Jurista Ives Gandra Martins completa 90 anos -  (crédito: Divulgação)
Jurista Ives Gandra Martins completa 90 anos - (crédito: Divulgação)

Por Ives Gandra Martins* — "O Supremo, eleito por um homem só, não poderia alargar, como fez agora, sua competência para estender o foro privilegiado, até exteriorizando uma visão política bem acentuada, a fim de incluir pessoas que deveriam ser julgadas pelo juiz natural."

A mudança de jurisdição do Supremo Tribunal Federal no que diz respeito ao foro privilegiado é o tema deste artigo.

Vale lembrar que o foro privilegiado foi criado para hipóteses bem definidas na Constituição. A principal razão para sua existência foi impedir que uma autoridade, no exercício de suas funções, pudesse ser, por exemplo, destituída de suas atividades por um juiz recém-concursado. Dessa forma, tornou-se uma garantia para que os representantes do povo não pudessem ser afastados por decisão de um magistrado de primeira instância.

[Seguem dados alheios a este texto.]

use std::{fmt, ops::Deref, str::FromStr};

use non_empty_string::NonEmptyString;

/// A validated, non-empty field name.
///
/// The transforms in this crate are parameterized over the names of the
/// fields they read and write rather than a fixed schema, so the same
/// functions work against differently-named record layouts. An empty name
/// can never address a field, hence the validation.
#[derive(Debug, Clone, PartialEq, Eq, PartialOrd, Ord)]
pub struct FieldName(NonEmptyString);

impl FieldName {
    /// Creates a new `FieldName` from a string.
    ///
    /// # Errors
    ///
    /// Returns [`InvalidFieldName`] if the string is empty.
    pub fn new(s: String) -> Result<Self, InvalidFieldName> {
        NonEmptyString::new(s).map(Self).map_err(|_| InvalidFieldName)
    }

    /// Returns the string slice.
    #[must_use]
    pub fn as_str(&self) -> &str {
        self.0.as_str()
    }
}

impl TryFrom<String> for FieldName {
    type Error = InvalidFieldName;

    fn try_from(value: String) -> Result<Self, Self::Error> {
        Self::new(value)
    }
}

impl TryFrom<&str> for FieldName {
    type Error = InvalidFieldName;

    fn try_from(value: &str) -> Result<Self, Self::Error> {
        Self::new(value.to_string())
    }
}

impl AsRef<str> for FieldName {
    fn as_ref(&self) -> &str {
        self.0.as_str()
    }
}

impl Deref for FieldName {
    type Target = str;

    fn deref(&self) -> &Self::Target {
        self.0.as_str()
    }
}

impl fmt::Display for FieldName {
    fn fmt(&self, f: &mut fmt::Formatter) -> fmt::Result {
        write!(f, "{}", self.0)
    }
}

impl FromStr for FieldName {
    type Err = InvalidFieldName;

    fn from_str(s: &str) -> Result<Self, Self::Err> {
        Self::new(s.to_string())
    }
}

/// Error returned when a field name is empty.
#[derive(Debug, thiserror::Error, PartialEq, Eq)]
#[error("field names must not be empty")]
pub struct InvalidFieldName;

/// The field-name triple shared by the tree transforms.
///
/// Flattening writes the parent identifier under `reference` and drops
/// `children`; growing reads `reference` to find parents by their `id`
/// value and stores nested records under `children`.
#[derive(Debug, Clone, PartialEq, Eq)]
pub struct TreeFields {
    /// Field holding a record's unique identifier.
    pub id: FieldName,
    /// Field holding the identifier of a record's parent.
    pub reference: FieldName,
    /// Field holding a record's nested children.
    pub children: FieldName,
}

impl TreeFields {
    /// Creates the triple from pre-validated field names.
    #[must_use]
    pub const fn new(id: FieldName, reference: FieldName, children: FieldName) -> Self {
        Self {
            id,
            reference,
            children,
        }
    }

    /// Validates and assembles the triple from plain strings.
    ///
    /// # Errors
    ///
    /// Returns [`InvalidFieldName`] if any of the names is empty.
    pub fn parse(id: &str, reference: &str, children: &str) -> Result<Self, InvalidFieldName> {
        Ok(Self {
            id: id.try_into()?,
            reference: reference.try_into()?,
            children: children.try_into()?,
        })
    }
}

Sempre se defendeu, no país, que o limite do foro privilegiado deveria ser restrito e sujeito exclusivamente ao que está disposto na Constituição e às hipóteses nela previstas. Em 2018, o Supremo reiterou essa jurisprudência, afirmando que, como intérprete da Constituição, o foro privilegiado deveria se restringir apenas ao que os constituintes inseriram na Carta Magna.

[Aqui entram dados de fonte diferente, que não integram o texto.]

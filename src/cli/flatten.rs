use std::path::PathBuf;

use arbor::{Config, transform};
use clap::Parser;
use tracing::instrument;

/// Command arguments for `arbor flatten`.
#[derive(Debug, Parser)]
#[command(about = "Flatten nested trees into a parent-linked flat set")]
pub struct Flatten {
    /// Input document (`-` for stdin)
    #[arg(default_value = "-")]
    input: PathBuf,

    /// Input and output format
    #[arg(long, value_enum, default_value_t)]
    format: super::Format,

    /// Name of the identifier field
    #[arg(long)]
    id: Option<String>,

    /// Name of the parent-reference field
    #[arg(long)]
    reference: Option<String>,

    /// Name of the children field
    #[arg(long)]
    children: Option<String>,
}

impl Flatten {
    #[instrument(level = "debug", skip(self, config))]
    pub fn run(self, config: &Config) -> anyhow::Result<()> {
        let fields = super::tree_fields(
            config,
            self.id.as_deref(),
            self.reference.as_deref(),
            self.children.as_deref(),
        )?;

        let text = super::read_input(&self.input)?;
        let forest = super::parse_records(&text, self.format)?;

        let flat = transform::flatten(&forest, &fields);
        super::write_output(&flat, self.format)
    }
}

Contudo, em recente decisão, o Supremo Tribunal Federal ampliou essa hipótese, não por determinação dos constituintes, mas por interpretação extensiva da Corte, alterando sua própria jurisprudência de 2018 para incluir pessoas que não deveriam estar sob sua jurisdição, contrariando aqueles que escreveram a Lei Suprema e que foram eleitos pelo povo.

Sempre reitero minha admiração pelos Ministros do Supremo como juristas e muitas vezes, me constrange ter que discordar. No entanto, nesse ponto, preciso divergir: quem escreve e elabora a Constituição não é o Supremo Tribunal Federal, e sim, aqueles que foram eleitos pelo povo, originalmente, para elaborá-la, bem como os constituintes derivados, por meio de emendas à Lei Maior.

No momento em que o Supremo Tribunal Federal criou uma hipótese que não consta da Constituição, é evidente que legislou — não como legislador ordinário, nem como legislador complementar, mas como legislador constituinte.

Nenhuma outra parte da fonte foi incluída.